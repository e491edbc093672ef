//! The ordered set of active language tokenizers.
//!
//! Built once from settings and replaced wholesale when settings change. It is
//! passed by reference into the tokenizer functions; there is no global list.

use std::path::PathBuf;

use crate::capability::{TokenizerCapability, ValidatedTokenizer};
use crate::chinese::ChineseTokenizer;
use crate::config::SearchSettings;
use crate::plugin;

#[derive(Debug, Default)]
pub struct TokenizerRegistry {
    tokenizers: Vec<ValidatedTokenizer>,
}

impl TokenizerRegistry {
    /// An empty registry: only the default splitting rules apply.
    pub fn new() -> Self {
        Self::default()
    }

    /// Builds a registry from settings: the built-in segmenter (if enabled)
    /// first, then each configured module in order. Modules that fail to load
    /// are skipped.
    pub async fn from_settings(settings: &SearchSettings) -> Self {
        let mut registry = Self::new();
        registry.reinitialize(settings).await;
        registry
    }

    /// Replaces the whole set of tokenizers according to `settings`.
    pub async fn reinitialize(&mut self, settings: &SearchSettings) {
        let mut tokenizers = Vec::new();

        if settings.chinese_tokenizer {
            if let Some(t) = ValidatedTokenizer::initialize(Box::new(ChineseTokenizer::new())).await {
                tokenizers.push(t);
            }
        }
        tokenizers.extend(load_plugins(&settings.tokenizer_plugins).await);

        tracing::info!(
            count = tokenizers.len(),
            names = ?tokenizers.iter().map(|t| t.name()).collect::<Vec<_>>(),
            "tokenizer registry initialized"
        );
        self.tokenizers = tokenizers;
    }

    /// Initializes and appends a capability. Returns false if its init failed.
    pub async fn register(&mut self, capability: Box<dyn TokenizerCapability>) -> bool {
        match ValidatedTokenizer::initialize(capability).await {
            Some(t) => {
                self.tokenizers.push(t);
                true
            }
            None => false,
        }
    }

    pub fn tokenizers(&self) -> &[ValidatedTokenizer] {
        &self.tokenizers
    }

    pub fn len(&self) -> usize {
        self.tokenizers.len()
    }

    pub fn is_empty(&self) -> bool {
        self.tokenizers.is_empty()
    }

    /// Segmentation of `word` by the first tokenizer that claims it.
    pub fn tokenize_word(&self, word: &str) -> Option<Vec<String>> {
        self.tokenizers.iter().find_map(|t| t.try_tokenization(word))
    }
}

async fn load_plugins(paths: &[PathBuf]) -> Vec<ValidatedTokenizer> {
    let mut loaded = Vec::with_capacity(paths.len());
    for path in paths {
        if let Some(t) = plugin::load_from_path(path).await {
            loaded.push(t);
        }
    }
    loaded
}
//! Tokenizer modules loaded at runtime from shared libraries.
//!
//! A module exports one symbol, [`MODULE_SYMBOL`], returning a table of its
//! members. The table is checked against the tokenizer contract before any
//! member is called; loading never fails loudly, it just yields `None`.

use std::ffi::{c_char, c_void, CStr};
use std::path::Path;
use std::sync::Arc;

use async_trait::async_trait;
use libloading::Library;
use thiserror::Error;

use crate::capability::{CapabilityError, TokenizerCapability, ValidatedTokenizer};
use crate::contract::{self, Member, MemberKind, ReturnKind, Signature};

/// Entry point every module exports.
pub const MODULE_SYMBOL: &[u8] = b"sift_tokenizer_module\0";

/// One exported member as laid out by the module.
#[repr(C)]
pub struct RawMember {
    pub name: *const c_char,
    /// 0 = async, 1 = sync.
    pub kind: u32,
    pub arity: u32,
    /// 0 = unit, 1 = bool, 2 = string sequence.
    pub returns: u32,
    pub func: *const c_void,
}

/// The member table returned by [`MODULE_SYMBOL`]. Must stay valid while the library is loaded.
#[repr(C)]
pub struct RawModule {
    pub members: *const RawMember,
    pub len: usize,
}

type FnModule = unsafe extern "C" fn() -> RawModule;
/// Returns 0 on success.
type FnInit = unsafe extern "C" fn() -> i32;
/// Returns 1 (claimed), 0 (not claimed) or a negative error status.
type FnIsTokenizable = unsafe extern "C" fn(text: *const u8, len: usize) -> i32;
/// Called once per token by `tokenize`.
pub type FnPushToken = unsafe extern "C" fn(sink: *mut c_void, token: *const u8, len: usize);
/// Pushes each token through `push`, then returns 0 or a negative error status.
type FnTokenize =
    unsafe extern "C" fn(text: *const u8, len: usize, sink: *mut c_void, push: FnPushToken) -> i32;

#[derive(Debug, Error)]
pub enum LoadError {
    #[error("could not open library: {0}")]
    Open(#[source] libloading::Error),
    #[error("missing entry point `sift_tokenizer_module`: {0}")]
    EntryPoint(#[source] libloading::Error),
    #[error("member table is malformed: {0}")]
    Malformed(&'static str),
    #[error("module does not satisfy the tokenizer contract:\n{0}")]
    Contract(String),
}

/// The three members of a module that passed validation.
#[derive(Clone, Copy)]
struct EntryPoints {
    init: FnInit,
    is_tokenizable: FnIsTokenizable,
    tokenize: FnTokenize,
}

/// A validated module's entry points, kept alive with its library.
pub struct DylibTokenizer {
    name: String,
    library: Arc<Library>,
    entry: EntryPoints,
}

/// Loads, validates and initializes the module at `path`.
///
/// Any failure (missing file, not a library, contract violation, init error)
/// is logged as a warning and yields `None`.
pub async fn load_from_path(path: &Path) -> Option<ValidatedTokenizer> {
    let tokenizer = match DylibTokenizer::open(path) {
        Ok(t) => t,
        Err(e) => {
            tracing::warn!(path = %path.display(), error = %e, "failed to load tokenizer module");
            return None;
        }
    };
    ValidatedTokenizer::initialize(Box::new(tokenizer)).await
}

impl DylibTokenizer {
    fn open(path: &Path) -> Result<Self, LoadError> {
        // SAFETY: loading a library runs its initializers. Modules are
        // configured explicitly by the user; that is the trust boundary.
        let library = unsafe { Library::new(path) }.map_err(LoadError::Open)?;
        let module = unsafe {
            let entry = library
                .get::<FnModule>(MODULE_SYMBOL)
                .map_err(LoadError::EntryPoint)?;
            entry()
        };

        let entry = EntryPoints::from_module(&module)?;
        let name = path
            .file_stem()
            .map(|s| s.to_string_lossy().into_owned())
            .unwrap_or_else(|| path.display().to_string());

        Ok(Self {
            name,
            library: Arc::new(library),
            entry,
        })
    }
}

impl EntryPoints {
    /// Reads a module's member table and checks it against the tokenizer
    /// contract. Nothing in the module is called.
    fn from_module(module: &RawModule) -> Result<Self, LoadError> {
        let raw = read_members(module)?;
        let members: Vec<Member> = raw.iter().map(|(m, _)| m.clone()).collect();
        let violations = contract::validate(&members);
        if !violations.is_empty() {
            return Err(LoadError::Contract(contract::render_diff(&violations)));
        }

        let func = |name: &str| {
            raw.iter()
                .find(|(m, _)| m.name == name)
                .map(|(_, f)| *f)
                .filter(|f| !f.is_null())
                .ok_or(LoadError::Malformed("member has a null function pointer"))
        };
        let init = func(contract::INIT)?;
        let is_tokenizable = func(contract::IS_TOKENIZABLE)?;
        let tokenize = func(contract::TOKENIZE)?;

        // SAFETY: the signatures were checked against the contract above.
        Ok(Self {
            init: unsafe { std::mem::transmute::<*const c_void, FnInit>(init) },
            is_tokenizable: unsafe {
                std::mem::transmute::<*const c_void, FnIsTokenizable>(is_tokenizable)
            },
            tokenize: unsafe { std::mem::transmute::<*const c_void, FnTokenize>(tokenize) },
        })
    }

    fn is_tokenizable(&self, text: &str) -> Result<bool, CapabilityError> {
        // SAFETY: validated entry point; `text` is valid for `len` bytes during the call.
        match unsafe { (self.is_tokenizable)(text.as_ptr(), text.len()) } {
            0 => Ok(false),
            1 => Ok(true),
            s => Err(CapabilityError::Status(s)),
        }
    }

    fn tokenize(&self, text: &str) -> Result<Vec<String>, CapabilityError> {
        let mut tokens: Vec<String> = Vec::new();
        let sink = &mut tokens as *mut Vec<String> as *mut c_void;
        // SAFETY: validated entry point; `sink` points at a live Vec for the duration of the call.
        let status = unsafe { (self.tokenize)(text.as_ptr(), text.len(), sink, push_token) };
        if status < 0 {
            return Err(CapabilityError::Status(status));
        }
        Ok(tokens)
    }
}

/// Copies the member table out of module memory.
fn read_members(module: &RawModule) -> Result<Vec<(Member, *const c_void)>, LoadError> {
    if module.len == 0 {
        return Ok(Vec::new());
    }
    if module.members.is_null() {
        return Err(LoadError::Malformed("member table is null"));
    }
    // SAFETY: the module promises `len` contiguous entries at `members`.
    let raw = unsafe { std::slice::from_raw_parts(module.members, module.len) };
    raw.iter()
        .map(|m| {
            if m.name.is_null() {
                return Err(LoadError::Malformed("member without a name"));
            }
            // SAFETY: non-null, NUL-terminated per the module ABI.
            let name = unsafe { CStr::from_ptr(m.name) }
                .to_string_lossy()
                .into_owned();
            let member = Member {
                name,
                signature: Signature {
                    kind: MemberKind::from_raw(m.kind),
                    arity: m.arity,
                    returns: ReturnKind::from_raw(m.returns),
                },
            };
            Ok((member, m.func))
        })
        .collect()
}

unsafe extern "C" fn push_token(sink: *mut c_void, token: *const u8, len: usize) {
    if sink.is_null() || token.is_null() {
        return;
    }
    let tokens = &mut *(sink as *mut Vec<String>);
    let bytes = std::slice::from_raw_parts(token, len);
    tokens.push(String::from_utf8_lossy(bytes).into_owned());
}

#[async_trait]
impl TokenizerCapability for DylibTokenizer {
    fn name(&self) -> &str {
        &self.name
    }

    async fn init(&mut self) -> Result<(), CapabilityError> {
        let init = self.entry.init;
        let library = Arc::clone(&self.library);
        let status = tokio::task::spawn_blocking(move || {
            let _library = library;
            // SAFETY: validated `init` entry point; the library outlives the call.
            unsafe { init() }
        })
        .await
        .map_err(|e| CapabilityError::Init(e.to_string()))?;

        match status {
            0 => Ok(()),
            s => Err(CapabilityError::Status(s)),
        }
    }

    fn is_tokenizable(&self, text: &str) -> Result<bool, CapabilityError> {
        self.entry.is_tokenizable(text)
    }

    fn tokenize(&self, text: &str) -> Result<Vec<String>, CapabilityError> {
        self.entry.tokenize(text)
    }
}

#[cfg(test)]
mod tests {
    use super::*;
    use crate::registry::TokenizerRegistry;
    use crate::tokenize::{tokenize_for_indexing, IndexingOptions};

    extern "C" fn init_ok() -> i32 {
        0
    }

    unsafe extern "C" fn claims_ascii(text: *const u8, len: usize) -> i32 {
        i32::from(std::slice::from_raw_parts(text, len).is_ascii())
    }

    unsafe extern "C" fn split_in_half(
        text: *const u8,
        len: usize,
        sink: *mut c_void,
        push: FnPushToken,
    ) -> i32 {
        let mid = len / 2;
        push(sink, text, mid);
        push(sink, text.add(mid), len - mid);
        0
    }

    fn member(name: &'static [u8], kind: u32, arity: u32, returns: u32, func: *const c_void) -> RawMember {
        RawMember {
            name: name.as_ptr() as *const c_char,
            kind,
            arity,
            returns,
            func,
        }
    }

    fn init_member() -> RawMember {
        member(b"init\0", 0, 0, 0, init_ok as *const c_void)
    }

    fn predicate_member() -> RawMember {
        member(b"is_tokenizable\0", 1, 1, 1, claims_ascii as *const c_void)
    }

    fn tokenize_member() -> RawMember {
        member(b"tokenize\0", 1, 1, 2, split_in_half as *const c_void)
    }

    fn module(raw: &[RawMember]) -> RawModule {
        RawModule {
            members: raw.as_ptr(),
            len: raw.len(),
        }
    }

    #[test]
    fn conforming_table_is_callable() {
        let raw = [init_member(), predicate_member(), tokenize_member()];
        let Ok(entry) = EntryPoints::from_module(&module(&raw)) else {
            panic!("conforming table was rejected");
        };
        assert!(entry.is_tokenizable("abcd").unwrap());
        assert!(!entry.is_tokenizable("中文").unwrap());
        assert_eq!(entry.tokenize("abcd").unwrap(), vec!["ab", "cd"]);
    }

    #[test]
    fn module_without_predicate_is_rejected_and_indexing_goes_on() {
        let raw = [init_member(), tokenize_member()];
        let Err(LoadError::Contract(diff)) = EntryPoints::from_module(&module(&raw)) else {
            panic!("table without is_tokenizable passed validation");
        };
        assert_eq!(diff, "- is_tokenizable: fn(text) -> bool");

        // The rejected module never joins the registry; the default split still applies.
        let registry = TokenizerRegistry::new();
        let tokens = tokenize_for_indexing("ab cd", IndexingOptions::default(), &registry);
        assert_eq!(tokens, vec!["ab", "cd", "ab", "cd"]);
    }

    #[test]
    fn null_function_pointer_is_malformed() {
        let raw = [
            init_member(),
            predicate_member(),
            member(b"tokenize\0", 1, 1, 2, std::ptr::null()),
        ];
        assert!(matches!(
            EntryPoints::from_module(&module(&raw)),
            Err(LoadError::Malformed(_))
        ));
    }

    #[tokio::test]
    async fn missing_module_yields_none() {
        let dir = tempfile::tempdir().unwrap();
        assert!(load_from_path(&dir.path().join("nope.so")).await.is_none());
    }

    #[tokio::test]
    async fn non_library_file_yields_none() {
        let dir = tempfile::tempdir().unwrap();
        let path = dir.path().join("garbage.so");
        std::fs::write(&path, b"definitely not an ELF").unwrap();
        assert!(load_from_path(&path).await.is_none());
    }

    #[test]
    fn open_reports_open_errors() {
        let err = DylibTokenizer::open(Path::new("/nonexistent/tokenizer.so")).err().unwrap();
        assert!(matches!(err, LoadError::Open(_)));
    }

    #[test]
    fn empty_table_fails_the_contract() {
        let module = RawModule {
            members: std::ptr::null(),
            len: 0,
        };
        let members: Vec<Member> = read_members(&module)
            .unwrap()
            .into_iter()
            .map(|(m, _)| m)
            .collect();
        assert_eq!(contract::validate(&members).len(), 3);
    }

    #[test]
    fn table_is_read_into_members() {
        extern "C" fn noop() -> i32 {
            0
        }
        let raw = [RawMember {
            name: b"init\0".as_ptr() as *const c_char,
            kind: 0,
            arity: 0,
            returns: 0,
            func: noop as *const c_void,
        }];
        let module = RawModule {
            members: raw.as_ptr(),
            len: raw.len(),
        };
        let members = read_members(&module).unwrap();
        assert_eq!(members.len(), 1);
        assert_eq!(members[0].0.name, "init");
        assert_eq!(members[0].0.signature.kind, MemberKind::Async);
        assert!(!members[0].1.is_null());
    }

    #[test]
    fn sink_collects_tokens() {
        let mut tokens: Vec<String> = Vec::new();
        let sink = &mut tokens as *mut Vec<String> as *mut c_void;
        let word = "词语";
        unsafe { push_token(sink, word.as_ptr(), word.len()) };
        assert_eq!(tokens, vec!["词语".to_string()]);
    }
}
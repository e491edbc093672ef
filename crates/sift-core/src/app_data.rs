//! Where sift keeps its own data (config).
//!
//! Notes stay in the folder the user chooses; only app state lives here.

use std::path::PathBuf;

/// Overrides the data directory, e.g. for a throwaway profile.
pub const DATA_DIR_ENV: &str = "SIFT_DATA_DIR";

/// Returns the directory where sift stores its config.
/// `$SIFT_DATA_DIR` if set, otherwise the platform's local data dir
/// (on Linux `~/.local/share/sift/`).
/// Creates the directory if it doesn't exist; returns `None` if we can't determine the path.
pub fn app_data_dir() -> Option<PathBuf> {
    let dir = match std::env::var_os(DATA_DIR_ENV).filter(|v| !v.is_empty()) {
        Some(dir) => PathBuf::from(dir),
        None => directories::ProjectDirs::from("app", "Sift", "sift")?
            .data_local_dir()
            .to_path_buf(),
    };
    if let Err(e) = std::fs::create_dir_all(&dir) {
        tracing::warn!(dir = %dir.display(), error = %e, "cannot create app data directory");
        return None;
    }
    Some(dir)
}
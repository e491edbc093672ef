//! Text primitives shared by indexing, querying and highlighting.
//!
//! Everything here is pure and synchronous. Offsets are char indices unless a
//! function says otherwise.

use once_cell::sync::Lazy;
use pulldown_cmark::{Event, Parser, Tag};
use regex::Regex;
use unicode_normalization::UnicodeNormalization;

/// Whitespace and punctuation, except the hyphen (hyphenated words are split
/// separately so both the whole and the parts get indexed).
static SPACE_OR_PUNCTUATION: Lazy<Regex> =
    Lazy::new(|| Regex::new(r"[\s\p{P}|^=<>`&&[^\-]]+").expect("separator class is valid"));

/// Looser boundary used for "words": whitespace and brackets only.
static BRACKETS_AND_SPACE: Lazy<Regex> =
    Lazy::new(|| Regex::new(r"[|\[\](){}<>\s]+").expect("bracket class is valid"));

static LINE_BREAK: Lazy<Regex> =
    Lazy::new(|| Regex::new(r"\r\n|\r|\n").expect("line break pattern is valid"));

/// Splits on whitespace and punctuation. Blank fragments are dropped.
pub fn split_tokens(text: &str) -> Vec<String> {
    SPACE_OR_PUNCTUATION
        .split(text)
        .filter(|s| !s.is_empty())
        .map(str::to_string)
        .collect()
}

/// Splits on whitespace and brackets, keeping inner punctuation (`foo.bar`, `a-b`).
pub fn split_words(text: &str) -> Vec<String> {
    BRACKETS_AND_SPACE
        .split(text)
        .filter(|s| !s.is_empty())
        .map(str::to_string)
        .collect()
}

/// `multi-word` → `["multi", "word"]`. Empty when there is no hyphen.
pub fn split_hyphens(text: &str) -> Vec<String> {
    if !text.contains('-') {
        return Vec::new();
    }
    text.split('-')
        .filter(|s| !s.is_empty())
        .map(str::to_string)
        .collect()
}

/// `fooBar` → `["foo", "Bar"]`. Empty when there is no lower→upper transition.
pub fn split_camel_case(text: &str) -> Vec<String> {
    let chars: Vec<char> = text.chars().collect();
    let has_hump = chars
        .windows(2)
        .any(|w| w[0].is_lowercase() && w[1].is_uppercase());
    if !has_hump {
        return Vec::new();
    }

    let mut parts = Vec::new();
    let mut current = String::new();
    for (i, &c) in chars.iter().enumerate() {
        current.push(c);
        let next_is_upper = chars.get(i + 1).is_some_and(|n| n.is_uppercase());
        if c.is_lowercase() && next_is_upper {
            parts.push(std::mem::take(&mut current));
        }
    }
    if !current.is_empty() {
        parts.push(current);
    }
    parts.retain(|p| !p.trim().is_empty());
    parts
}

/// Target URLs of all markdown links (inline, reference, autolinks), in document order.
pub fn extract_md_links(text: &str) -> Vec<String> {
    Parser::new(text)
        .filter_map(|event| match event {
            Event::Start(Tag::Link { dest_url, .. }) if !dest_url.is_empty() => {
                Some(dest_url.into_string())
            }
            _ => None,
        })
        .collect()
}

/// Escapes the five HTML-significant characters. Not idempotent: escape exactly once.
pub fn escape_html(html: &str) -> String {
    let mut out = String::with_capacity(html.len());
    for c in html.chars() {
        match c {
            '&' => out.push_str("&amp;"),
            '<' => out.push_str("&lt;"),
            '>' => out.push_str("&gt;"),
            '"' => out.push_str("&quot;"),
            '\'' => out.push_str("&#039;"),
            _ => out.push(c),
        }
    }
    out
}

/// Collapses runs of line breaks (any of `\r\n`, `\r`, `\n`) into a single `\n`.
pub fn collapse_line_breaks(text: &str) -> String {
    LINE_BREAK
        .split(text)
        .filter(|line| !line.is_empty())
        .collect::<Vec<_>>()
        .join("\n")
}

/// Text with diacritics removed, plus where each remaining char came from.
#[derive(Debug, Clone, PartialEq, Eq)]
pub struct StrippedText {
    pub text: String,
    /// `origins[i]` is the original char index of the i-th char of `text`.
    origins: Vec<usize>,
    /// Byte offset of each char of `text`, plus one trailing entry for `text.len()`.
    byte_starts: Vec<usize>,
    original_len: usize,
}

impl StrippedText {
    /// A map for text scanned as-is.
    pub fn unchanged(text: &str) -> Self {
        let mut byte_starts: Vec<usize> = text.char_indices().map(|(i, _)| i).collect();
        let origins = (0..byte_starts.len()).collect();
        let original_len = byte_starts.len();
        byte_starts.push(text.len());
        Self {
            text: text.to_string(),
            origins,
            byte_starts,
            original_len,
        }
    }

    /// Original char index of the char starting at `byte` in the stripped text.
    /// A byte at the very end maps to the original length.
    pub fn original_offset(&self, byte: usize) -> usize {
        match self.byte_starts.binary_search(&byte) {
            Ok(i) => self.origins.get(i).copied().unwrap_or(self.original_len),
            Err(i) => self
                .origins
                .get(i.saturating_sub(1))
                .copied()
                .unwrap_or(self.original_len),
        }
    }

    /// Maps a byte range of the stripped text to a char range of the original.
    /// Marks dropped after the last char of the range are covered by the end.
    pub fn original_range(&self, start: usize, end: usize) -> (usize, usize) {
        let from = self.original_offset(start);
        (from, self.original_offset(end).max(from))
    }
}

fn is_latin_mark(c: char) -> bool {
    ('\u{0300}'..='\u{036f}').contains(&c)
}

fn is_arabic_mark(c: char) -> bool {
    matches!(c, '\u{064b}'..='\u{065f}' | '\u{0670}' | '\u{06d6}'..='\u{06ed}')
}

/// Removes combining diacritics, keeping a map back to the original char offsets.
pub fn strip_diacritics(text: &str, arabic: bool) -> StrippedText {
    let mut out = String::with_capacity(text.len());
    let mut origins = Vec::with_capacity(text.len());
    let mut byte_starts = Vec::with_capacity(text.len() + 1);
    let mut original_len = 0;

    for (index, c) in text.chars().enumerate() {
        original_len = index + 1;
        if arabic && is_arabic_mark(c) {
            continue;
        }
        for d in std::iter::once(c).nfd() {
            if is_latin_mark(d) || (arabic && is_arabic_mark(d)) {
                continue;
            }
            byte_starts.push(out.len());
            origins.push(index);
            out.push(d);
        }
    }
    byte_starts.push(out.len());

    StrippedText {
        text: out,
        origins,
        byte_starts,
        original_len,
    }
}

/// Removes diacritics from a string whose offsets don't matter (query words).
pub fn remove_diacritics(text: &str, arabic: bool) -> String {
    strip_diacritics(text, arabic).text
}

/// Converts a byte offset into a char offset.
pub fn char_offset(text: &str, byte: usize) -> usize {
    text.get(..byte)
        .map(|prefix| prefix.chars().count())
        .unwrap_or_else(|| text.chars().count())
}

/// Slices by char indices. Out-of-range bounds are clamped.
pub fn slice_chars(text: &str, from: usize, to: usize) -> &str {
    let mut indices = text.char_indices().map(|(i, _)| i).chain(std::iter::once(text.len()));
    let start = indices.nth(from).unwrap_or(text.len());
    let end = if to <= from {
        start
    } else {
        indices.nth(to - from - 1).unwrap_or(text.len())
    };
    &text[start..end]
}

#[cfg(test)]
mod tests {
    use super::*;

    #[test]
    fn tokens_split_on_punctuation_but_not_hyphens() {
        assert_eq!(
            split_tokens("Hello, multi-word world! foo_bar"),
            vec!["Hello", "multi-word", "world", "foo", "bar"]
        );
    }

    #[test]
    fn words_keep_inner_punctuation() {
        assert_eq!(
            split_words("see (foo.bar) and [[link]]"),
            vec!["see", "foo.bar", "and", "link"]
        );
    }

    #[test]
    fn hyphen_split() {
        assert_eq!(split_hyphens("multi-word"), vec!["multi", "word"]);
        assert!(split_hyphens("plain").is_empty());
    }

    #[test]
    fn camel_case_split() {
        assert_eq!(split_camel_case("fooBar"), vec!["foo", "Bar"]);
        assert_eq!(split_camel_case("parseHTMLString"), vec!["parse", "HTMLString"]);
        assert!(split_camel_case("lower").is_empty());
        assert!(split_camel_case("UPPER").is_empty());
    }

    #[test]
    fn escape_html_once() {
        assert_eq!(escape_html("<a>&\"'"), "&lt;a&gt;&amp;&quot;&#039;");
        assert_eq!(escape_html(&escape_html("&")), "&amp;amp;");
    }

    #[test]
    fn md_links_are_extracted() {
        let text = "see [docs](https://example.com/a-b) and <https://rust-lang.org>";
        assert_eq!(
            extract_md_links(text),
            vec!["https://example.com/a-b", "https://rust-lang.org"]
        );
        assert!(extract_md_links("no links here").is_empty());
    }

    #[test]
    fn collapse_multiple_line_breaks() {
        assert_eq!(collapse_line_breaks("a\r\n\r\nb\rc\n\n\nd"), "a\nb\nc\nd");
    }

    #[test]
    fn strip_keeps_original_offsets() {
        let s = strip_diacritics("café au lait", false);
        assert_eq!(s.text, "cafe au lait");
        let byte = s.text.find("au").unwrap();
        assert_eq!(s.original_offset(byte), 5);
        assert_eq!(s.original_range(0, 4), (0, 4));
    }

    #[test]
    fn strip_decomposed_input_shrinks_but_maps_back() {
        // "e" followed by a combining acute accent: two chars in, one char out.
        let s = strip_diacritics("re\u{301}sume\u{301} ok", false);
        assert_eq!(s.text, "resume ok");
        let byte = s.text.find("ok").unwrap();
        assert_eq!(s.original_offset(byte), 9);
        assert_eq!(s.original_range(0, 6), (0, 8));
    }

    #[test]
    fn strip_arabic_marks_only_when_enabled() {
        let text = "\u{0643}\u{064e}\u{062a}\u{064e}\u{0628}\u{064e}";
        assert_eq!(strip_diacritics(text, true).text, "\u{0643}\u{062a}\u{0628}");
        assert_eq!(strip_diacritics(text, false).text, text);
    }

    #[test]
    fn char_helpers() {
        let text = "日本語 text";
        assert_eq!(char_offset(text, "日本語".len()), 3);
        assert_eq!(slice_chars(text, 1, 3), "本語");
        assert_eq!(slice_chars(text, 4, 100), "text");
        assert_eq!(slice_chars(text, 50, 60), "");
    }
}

========================

WHAT YOU HAVE TO DO:
Your answer must be the lines above from the one containing "loaded.push(t);" to the one containing "contract before any", both included, restated word for word.

WRITTEN RESPONSE:
            loaded.push(t);
        }
    }
    loaded
}
//! Tokenizer modules loaded at runtime from shared libraries.
//!
//! A module exports one symbol, [`MODULE_SYMBOL`], returning a table of its
//! members. The table is checked against the tokenizer contract before any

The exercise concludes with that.